Records from a data collection>
----------

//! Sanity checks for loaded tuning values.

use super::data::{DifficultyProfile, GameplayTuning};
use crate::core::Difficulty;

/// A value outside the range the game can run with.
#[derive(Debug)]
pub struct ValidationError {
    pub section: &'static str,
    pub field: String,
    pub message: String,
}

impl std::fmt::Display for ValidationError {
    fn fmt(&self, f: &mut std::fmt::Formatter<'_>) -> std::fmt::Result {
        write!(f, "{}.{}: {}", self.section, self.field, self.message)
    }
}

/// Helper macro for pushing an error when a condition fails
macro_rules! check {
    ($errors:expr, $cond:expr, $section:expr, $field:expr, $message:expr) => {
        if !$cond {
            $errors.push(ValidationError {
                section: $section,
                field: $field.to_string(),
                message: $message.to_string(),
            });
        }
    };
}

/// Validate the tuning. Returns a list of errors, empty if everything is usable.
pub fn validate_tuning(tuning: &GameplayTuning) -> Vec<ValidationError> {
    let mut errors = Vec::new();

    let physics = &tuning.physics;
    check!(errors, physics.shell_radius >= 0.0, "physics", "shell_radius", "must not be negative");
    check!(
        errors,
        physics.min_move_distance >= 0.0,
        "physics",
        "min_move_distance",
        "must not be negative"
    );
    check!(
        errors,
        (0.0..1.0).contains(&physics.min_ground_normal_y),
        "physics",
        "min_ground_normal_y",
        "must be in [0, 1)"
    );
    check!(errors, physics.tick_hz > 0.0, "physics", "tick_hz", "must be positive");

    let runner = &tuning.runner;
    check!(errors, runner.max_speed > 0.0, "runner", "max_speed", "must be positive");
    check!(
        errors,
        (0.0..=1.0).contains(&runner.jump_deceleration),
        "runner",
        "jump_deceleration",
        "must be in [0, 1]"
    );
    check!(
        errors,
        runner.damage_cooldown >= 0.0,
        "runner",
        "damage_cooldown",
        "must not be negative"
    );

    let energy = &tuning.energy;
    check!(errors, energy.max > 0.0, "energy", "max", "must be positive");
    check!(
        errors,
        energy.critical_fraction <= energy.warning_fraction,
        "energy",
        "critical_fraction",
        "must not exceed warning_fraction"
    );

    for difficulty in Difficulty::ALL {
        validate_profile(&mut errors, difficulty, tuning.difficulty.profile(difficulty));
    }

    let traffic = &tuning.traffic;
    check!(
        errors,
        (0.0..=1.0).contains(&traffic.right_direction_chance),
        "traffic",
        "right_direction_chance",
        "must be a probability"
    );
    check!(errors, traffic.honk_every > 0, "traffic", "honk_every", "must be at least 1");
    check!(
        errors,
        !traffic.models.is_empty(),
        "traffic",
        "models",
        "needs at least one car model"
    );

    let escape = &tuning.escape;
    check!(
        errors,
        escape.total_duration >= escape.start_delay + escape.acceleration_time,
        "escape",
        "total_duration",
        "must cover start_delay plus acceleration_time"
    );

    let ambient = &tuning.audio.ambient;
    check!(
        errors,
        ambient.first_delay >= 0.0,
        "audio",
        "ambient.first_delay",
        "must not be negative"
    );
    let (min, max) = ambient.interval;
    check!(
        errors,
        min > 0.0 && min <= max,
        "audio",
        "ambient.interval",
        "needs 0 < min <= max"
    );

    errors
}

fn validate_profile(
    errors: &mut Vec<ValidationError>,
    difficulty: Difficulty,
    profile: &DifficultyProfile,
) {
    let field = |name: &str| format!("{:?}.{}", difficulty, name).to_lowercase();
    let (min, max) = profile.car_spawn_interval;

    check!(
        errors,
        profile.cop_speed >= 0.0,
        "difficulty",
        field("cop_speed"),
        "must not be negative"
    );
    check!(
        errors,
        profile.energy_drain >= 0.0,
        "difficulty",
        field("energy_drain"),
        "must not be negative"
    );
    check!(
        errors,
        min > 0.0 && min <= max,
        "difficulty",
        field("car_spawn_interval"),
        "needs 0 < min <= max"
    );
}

----------

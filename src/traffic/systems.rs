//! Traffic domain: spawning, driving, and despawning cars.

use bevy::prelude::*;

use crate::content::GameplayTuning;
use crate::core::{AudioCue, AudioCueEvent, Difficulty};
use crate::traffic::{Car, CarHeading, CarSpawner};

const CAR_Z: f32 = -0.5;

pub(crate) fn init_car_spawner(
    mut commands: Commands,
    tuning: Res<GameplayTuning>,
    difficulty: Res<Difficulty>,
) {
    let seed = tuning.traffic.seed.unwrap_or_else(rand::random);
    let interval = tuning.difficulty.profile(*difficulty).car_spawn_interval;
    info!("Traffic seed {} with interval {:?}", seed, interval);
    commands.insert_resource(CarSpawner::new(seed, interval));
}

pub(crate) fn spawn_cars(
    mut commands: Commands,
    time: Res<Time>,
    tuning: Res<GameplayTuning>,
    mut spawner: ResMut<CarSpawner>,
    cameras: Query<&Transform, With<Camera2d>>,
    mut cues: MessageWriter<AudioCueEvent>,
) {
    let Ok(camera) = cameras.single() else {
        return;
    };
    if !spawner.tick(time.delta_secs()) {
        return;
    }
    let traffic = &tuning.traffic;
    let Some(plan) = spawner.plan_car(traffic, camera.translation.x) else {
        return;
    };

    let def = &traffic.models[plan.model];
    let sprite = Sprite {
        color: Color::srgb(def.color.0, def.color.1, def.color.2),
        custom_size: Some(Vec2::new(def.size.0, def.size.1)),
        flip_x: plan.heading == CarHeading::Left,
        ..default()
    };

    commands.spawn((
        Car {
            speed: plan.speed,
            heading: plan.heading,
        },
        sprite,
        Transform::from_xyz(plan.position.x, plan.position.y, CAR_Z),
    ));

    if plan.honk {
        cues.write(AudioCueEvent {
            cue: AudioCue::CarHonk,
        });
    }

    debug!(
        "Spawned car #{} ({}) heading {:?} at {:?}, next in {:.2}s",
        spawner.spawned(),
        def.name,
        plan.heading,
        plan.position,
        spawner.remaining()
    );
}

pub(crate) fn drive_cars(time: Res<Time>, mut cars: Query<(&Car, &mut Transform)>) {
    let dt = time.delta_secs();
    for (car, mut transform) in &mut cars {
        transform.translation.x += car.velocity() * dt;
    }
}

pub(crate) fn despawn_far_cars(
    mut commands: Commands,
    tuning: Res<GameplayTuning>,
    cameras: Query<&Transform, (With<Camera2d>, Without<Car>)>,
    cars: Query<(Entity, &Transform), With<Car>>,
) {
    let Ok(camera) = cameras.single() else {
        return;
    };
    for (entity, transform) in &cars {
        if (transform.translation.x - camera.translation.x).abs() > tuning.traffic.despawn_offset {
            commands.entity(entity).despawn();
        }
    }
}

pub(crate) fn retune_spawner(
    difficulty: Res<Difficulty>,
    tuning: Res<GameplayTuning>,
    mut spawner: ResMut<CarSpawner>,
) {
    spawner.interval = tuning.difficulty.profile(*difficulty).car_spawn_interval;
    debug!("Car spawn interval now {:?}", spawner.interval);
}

----------

TASK DIRECTIONS> Each line in the entries above, starting at the line with "pub section: &'static" and ending at the line with "a condition fails", is to be printed exactly, and only those lines.

RESPONSE>
    pub section: &'static str,
    pub field: String,
    pub message: String,
}

impl std::fmt::Display for ValidationError {
    fn fmt(&self, f: &mut std::fmt::Formatter<'_>) -> std::fmt::Result {
        write!(f, "{}.{}: {}", self.section, self.field, self.message)
    }
}

/// Helper macro for pushing an error when a condition fails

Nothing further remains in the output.